Autodata is a provider of technical information to the automotive aftermarket, its team of engineers, who are all qualified automotive technicians, critically analyse and adapt technical information from over 155 vehicle manufacturers, normalising it into an Autodata standard that is well renowned and user friendly. With garages dealing with the plethora of brands and models, having a single resource for information is an efficiency benefit. Autodata originally produced paper manuals, but today is a leading provider of technical data – through APIs and online applications. Their data directs the workflow of a garage and improves efficiency and customer service.
“Last year saw us going through a migration of users onto a new workshop application,” Brooks says. “Just this month we have refreshed it again, making it more user centric and giving it a new look and feel. We have also launched our motorcycle product for the first time.” In essence Autodata today is a cloud based service that a garage uses to book a vehicle in, know about the vehicle, access the material the mechanic will need to carry out a repair or service, order parts and provide further information to the customer. Customers of Autodata have gone from purchasing a paper product to subscribing to a service. Moving away from being a product business to a service provider means that Autodata now has a direct relationship with its customers and not via a third party sales agent.
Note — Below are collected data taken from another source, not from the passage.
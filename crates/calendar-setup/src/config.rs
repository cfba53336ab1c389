use std::fmt;
use std::str::FromStr;
use std::time::Duration;

use calendar_db::StoreConfig;
use calendar_db::config::{DEFAULT_SQL_FUNCTION, DEFAULT_TIMEOUT};
use thiserror::Error;

pub const URL_VAR: &str = "SUPABASE_URL";
pub const KEY_VAR: &str = "SUPABASE_ANON_KEY";
pub const MODE_VAR: &str = "CALENDAR_SETUP_MODE";
pub const SEED_VAR: &str = "CALENDAR_SEED";
pub const TIMEOUT_VAR: &str = "CALENDAR_REQUEST_TIMEOUT_SECS";
pub const SQL_FUNCTION_VAR: &str = "CALENDAR_SQL_FUNCTION";

const MAX_TIMEOUT_SECS: u64 = 300;

#[derive(Debug, Error, PartialEq, Eq)]
pub enum ConfigError {
    #[error("{0} is not set")]
    Missing(&'static str),

    #[error("{var}={value:?} is invalid: {reason}")]
    Invalid {
        var: &'static str,
        value: String,
        reason: String,
    },
}

/// What to do about a missing table.
#[derive(Debug, Clone, Copy, Default, PartialEq, Eq)]
pub enum Mode {
    /// Read-only: report state, never write.
    CheckOnly,
    /// Try to create the schema through the store's SQL function.
    AutoProvision,
    /// Print the SQL to run by hand and stop.
    #[default]
    ManualInstructions,
}

impl FromStr for Mode {
    type Err = String;

    fn from_str(s: &str) -> Result<Self, Self::Err> {
        match s {
            "check-only" => Ok(Self::CheckOnly),
            "auto-provision" => Ok(Self::AutoProvision),
            "manual-instructions" => Ok(Self::ManualInstructions),
            other => Err(format!(
                "expected check-only, auto-provision or manual-instructions, got {:?}",
                other
            )),
        }
    }
}

impl fmt::Display for Mode {
    fn fmt(&self, f: &mut fmt::Formatter<'_>) -> fmt::Result {
        f.write_str(match self {
            Self::CheckOnly => "check-only",
            Self::AutoProvision => "auto-provision",
            Self::ManualInstructions => "manual-instructions",
        })
    }
}

/// When sample events are inserted into an existing table.
#[derive(Debug, Clone, Copy, Default, PartialEq, Eq)]
pub enum SeedPolicy {
    /// Only when the table holds no rows.
    #[default]
    IfEmpty,
    /// Every run. Repeated runs duplicate the rows.
    Always,
    Never,
}

impl FromStr for SeedPolicy {
    type Err = String;

    fn from_str(s: &str) -> Result<Self, Self::Err> {
        match s {
            "if-empty" => Ok(Self::IfEmpty),
            "always" => Ok(Self::Always),
            "never" => Ok(Self::Never),
            other => Err(format!("expected if-empty, always or never, got {:?}", other)),
        }
    }
}

#[derive(Debug, Clone)]
pub struct Settings {
    pub store: StoreConfig,
    pub mode: Mode,
    pub seed: SeedPolicy,
}

impl Settings {
    /// Reads settings from the process environment.
    pub fn from_env() -> Result<Self, ConfigError> {
        Self::from_lookup(|name| std::env::var(name).ok())
    }

    /// Reads settings through `lookup`, which returns a variable's value if
    /// it is set. Empty values count as unset.
    pub fn from_lookup<F>(lookup: F) -> Result<Self, ConfigError>
    where
        F: Fn(&str) -> Option<String>,
    {
        let get = |name: &str| lookup(name).map(|v| v.trim().to_string()).filter(|v| !v.is_empty());

        let endpoint = get(URL_VAR).ok_or(ConfigError::Missing(URL_VAR))?;
        if !(endpoint.starts_with("https://") || endpoint.starts_with("http://")) {
            return Err(ConfigError::Invalid {
                var: URL_VAR,
                value: endpoint,
                reason: "must start with http:// or https://".into(),
            });
        }
        let api_key = get(KEY_VAR).ok_or(ConfigError::Missing(KEY_VAR))?;

        let mode = parse_or_default(MODE_VAR, get(MODE_VAR))?;
        let seed = parse_or_default(SEED_VAR, get(SEED_VAR))?;

        let timeout = match get(TIMEOUT_VAR) {
            None => DEFAULT_TIMEOUT,
            Some(raw) => {
                let secs = raw.parse::<u64>().ok().filter(|s| (1..=MAX_TIMEOUT_SECS).contains(s));
                match secs {
                    Some(secs) => Duration::from_secs(secs),
                    None => {
                        return Err(ConfigError::Invalid {
                            var: TIMEOUT_VAR,
                            value: raw,
                            reason: format!("expected whole seconds between 1 and {}", MAX_TIMEOUT_SECS),
                        });
                    }
                }
            }
        };

        let sql_function = get(SQL_FUNCTION_VAR).unwrap_or_else(|| DEFAULT_SQL_FUNCTION.to_string());

        Ok(Self {
            store: StoreConfig::new(endpoint, api_key)
                .with_timeout(timeout)
                .with_sql_function(sql_function),
            mode,
            seed,
        })
    }
}

fn parse_or_default<T>(var: &'static str, raw: Option<String>) -> Result<T, ConfigError>
where
    T: FromStr<Err = String> + Default,
{
    match raw {
        None => Ok(T::default()),
        Some(value) => value
            .parse()
            .map_err(|reason| ConfigError::Invalid { var, value, reason }),
    }
}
“We are doing SaaS,” Brooks says of the software-as-a-service business that Autodata has become. As with all SaaS businesses, Autodata is seeing its customer base take control of their experience, so the CTO has to be customer centric. And it’s not just the existing customers, Autodata finds that direct to customer sales are increasing all the time and Brooks says lease car providers is a growth market.
Moving to an annual licence model has increased the payment options Autodata can offer customers and it is allowing Autodata to go beyond the shores of the UK and other English speaking nations. Brooks says Germany is a growing market
“Make it easy for people to do business with you,” Brooks says. He and the organisation have been putting great deal of focus into user journeys.
Being a service business over a product business also means organisations need a constant ability to adapt, because customer behaviour changes alls the time.
On joining Autodata Brooks set about creating an Agile team and product sets. He arrived at a time when his team had undergone “an unsympathetic re-organisation” and although some use of the sprint methodology was in place, Brooks says the sprints did not have a fixed time, something he quickly rectified. Brooks also invested in training the team in Agile “to get them on the same language”. Like his Innovation Leadership Summit speaker peer Mark Holt at Trainline, Brooks empowers his team with ownership. He highlights how the training, carried out by partners Agility in Mind helped the team “discover their passion in software again”. Brooks also got the executive team to take the same training.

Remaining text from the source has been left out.